Extract each line from the entries below that has the string "last" in it.

--*--

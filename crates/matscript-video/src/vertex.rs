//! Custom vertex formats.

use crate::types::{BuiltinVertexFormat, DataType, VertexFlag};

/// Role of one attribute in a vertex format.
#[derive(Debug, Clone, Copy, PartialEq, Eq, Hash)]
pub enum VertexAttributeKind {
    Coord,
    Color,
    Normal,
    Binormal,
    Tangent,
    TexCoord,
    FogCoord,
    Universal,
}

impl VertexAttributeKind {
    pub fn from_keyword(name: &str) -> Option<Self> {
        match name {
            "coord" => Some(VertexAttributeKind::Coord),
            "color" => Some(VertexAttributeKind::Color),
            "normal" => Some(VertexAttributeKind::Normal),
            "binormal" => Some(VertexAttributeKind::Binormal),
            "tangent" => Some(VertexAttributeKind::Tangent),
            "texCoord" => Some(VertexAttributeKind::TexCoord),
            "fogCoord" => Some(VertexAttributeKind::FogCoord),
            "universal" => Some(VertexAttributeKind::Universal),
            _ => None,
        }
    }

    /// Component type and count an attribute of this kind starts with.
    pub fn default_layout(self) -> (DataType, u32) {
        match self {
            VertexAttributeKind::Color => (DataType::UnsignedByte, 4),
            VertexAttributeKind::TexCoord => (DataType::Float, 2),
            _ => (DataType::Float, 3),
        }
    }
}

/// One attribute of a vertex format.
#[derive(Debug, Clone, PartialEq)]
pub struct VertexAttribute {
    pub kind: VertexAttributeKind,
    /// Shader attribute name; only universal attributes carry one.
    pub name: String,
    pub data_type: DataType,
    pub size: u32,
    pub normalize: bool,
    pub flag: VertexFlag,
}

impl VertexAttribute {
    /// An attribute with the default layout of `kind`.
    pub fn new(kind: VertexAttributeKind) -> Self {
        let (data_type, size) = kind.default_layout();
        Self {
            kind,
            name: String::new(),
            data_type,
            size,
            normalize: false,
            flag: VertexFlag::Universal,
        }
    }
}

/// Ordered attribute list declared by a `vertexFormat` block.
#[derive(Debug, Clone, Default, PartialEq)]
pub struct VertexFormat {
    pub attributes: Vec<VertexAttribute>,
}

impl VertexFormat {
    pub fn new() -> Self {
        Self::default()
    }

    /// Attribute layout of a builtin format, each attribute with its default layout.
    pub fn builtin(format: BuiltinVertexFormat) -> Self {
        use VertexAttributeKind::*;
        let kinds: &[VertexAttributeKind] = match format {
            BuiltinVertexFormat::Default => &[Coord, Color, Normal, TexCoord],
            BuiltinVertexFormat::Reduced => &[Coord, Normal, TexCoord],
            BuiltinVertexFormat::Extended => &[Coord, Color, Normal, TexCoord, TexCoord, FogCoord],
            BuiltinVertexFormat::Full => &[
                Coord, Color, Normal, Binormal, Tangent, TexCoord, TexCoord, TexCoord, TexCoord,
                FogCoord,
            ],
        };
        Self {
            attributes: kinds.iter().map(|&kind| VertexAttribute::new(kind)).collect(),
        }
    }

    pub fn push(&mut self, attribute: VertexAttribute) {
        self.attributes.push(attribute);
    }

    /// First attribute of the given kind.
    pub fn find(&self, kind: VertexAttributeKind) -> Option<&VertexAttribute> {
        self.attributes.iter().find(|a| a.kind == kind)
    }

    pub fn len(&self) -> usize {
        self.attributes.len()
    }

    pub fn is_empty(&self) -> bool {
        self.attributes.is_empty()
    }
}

--*--

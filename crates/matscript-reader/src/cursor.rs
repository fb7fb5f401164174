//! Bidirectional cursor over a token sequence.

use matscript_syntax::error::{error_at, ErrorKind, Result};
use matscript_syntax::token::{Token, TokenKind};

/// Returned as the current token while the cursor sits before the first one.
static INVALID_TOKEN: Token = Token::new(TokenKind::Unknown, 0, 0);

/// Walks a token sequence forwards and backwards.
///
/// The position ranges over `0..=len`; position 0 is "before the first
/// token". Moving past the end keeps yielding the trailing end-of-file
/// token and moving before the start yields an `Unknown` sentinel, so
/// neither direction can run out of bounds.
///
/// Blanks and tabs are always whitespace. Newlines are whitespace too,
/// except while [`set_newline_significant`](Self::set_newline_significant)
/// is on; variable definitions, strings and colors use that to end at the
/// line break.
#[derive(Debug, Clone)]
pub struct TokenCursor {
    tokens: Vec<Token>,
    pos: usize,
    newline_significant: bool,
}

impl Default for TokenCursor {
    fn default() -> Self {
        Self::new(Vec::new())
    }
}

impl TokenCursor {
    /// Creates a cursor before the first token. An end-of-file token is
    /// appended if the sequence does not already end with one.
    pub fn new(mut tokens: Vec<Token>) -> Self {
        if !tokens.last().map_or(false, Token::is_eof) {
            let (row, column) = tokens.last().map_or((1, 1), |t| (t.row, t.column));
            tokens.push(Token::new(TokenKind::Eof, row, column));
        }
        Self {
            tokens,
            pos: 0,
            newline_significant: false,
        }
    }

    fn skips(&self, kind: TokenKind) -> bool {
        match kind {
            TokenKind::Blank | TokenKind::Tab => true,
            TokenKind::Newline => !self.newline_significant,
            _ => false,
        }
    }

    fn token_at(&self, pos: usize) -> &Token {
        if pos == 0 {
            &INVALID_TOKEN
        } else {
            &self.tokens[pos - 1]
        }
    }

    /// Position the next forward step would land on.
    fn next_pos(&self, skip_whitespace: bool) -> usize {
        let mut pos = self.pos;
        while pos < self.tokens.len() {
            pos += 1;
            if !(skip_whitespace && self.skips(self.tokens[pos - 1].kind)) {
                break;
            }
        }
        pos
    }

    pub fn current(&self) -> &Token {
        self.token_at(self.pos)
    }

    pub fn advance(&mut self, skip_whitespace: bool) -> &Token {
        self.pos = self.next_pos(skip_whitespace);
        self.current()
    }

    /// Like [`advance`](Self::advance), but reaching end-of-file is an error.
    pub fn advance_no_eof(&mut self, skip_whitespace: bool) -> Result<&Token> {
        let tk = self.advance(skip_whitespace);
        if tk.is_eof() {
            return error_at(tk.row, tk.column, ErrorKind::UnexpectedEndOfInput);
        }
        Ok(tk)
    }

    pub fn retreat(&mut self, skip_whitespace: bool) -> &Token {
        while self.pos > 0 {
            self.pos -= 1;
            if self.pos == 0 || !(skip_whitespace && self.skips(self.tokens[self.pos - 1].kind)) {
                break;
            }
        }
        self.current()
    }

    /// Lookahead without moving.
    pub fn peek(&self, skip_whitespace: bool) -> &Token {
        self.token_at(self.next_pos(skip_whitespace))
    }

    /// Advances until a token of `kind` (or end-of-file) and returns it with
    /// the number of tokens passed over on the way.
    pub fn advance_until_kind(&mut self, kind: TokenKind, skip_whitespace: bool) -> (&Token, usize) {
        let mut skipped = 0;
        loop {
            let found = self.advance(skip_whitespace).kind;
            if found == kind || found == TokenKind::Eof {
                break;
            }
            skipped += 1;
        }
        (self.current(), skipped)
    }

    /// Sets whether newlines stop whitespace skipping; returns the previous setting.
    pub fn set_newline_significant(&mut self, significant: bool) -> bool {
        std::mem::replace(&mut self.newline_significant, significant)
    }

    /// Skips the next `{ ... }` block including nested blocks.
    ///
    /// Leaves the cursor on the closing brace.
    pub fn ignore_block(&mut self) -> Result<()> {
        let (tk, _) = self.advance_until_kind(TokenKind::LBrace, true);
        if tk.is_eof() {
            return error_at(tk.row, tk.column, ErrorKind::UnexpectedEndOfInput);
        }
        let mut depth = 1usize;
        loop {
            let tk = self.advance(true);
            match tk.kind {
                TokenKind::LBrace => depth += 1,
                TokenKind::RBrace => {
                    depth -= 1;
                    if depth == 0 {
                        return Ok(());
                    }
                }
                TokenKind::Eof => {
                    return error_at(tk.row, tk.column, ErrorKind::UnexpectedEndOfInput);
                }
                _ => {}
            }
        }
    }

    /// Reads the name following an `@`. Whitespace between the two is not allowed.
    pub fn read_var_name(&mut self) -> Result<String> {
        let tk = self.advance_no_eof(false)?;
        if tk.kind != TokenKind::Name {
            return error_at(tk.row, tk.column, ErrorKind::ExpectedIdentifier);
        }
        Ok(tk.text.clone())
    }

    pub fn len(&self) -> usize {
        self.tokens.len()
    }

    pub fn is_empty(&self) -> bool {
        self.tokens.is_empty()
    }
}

--*--

*FINISHED EXERCISE*.
        if !tokens.last().map_or(false, Token::is_eof) {
            let (row, column) = tokens.last().map_or((1, 1), |t| (t.row, t.column));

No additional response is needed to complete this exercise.